O efeito de transparência que a Lava Jato promoveu confirmou o que já sabíamos. O chamado “caixa 2” é na realidade um mecanismo fundamental de entrega do interesse público aos interesses de oligopólios que controlam os mercados como as milícias e facções controlam os territórios: todos sugam o sangue dos mais pobres e dos pequenos empreendedores. Mas não se trata apenas disso: são mesmo as eleições que são “fraudadas” pelos leilões que os partidos promovem de seu “tempo gratuito” de televisão. Acabamos de assistir a mais um episódio desse mercado infame (entre Ciro, Alckmin e o PT).

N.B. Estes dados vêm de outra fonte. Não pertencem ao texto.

//! Run configuration.

use crate::error::{Error, Result};
use std::time::Duration;

/// Default branch capacity and source chunk size, in bytes.
pub const DEFAULT_CAPACITY: usize = 2048;

/// What the drive loop does when a single branch breaks.
#[derive(Debug, Clone, Copy, PartialEq, Eq, Default)]
pub enum FailurePolicy {
    /// Abort every branch on the first write failure (default).
    #[default]
    AbortAll,
    /// Detach only the broken branch and keep feeding the others.
    ///
    /// Source errors still abort every branch.
    Isolate,
}

/// Configuration for a tee run.
#[derive(Debug, Clone)]
pub struct TeeConfig {
    /// Maximum bytes requested from the source per drive-loop iteration.
    pub chunk_size: usize,

    /// Capacity of branches created without an explicit capacity.
    pub default_capacity: usize,

    /// Wall-clock limit for a whole run. `None` waits indefinitely.
    ///
    /// Only operations blocked on a branch are cancelled. A source blocked
    /// inside `read` and a work function blocked on something other than its
    /// branch run on until they return.
    pub deadline: Option<Duration>,

    /// Branch failure handling.
    pub failure_policy: FailurePolicy,

    /// Consumer threads are named `<prefix>-branch-<index>`.
    pub thread_name_prefix: String,
}

impl Default for TeeConfig {
    fn default() -> Self {
        Self {
            chunk_size: DEFAULT_CAPACITY,
            default_capacity: DEFAULT_CAPACITY,
            deadline: None,
            failure_policy: FailurePolicy::AbortAll,
            thread_name_prefix: "riverfork".to_string(),
        }
    }
}

impl TeeConfig {
    /// Sizing used for file uploads fanned out to remote services.
    pub fn upload() -> Self {
        Self {
            chunk_size: 4096,
            default_capacity: 4096,
            ..Self::default()
        }
    }

    /// Small buffers for memory-constrained callers.
    pub fn low_memory() -> Self {
        Self {
            chunk_size: 256,
            default_capacity: 256,
            ..Self::default()
        }
    }

    /// Set the source chunk size.
    pub fn with_chunk_size(mut self, chunk_size: usize) -> Self {
        self.chunk_size = chunk_size;
        self
    }

    /// Set the default branch capacity.
    pub fn with_default_capacity(mut self, capacity: usize) -> Self {
        self.default_capacity = capacity;
        self
    }

    /// Set a deadline for the whole run.
    pub fn with_deadline(mut self, deadline: Duration) -> Self {
        self.deadline = Some(deadline);
        self
    }

    /// Set the failure policy.
    pub fn with_failure_policy(mut self, policy: FailurePolicy) -> Self {
        self.failure_policy = policy;
        self
    }

    /// Set the consumer thread name prefix.
    pub fn with_thread_name_prefix(mut self, prefix: impl Into<String>) -> Self {
        self.thread_name_prefix = prefix.into();
        self
    }

    /// Validate the configuration.
    pub fn validate(&self) -> Result<()> {
        if self.chunk_size == 0 {
            return Err(Error::InvalidConfig("chunk size must be at least 1".into()));
        }
        if self.default_capacity == 0 {
            return Err(Error::InvalidConfig(
                "default branch capacity must be at least 1".into(),
            ));
        }
        if self.deadline == Some(Duration::ZERO) {
            return Err(Error::InvalidConfig("deadline must be positive".into()));
        }
        if self.thread_name_prefix.contains('\0') {
            return Err(Error::InvalidConfig(
                "thread name prefix must not contain NUL bytes".into(),
            ));
        }
        Ok(())
    }
}

#[cfg(test)]
mod tests {
    use super::*;

    #[test]
    fn test_default_config() {
        let config = TeeConfig::default();
        assert_eq!(config.chunk_size, 2048);
        assert_eq!(config.default_capacity, 2048);
        assert_eq!(config.failure_policy, FailurePolicy::AbortAll);
        assert!(config.deadline.is_none());
        assert!(config.validate().is_ok());
    }

    #[test]
    fn test_presets() {
        assert_eq!(TeeConfig::upload().default_capacity, 4096);
        assert_eq!(TeeConfig::low_memory().chunk_size, 256);
    }

    #[test]
    fn test_validation() {
        assert!(TeeConfig::default().with_chunk_size(0).validate().is_err());
        assert!(
            TeeConfig::default()
                .with_default_capacity(0)
                .validate()
                .is_err()
        );
        assert!(
            TeeConfig::default()
                .with_deadline(Duration::ZERO)
                .validate()
                .is_err()
        );
        assert!(
            TeeConfig::default()
                .with_deadline(Duration::from_secs(5))
                .validate()
                .is_ok()
        );
    }

    #[test]
    fn test_thread_name_prefix_rejects_nul() {
        let result = TeeConfig::default()
            .with_thread_name_prefix("up\0load")
            .validate();
        assert!(matches!(result, Err(Error::InvalidConfig(_))));
        assert!(
            TeeConfig::default()
                .with_thread_name_prefix("upload")
                .validate()
                .is_ok()
        );
    }
}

A política está no impasse, rumo ao abismo, bem nos termos dramáticos do que acontece no Rio de Janeiro falido, entre desemprego, guerra e intervenção federal. A Venezuela nos mostra que podemos rapidamente passar do “fundo do poço” para um “poço sem fundo”: é urgente renovar Junho dentro de mediações institucionais adequadas. Precisamos de novas mediações institucionais e de forças políticas que, por um lado, levem a inovação para dentro da representação e, pelo outro, sejam as expressões múltiplas de uma inovação que só pode vir de baixo.

Votar em Marina é uma manifestação de liberdade, um apoio à implementação de uma nova proteção social (pela proposta da Renda Universal) e a abertura do debate sobre pautas adequadas (legalização das drogas, legalização do aborto, desarmamento, direitos LGBT). Se Marina conseguir, além disso, fazer de sua candidatura um movimento, abrindo-se horizontalmente, ela conseguirá ir além das barreiras que o sistema ergueu para impedir que o novo se afirme.

Giuseppe Cocco

Doutor em História Social pela Université de Paris (Panthéon-Sorbonne). Foi professor da UFRJ e escreveu, entre outros livros, MundoBraz (Record, 2009).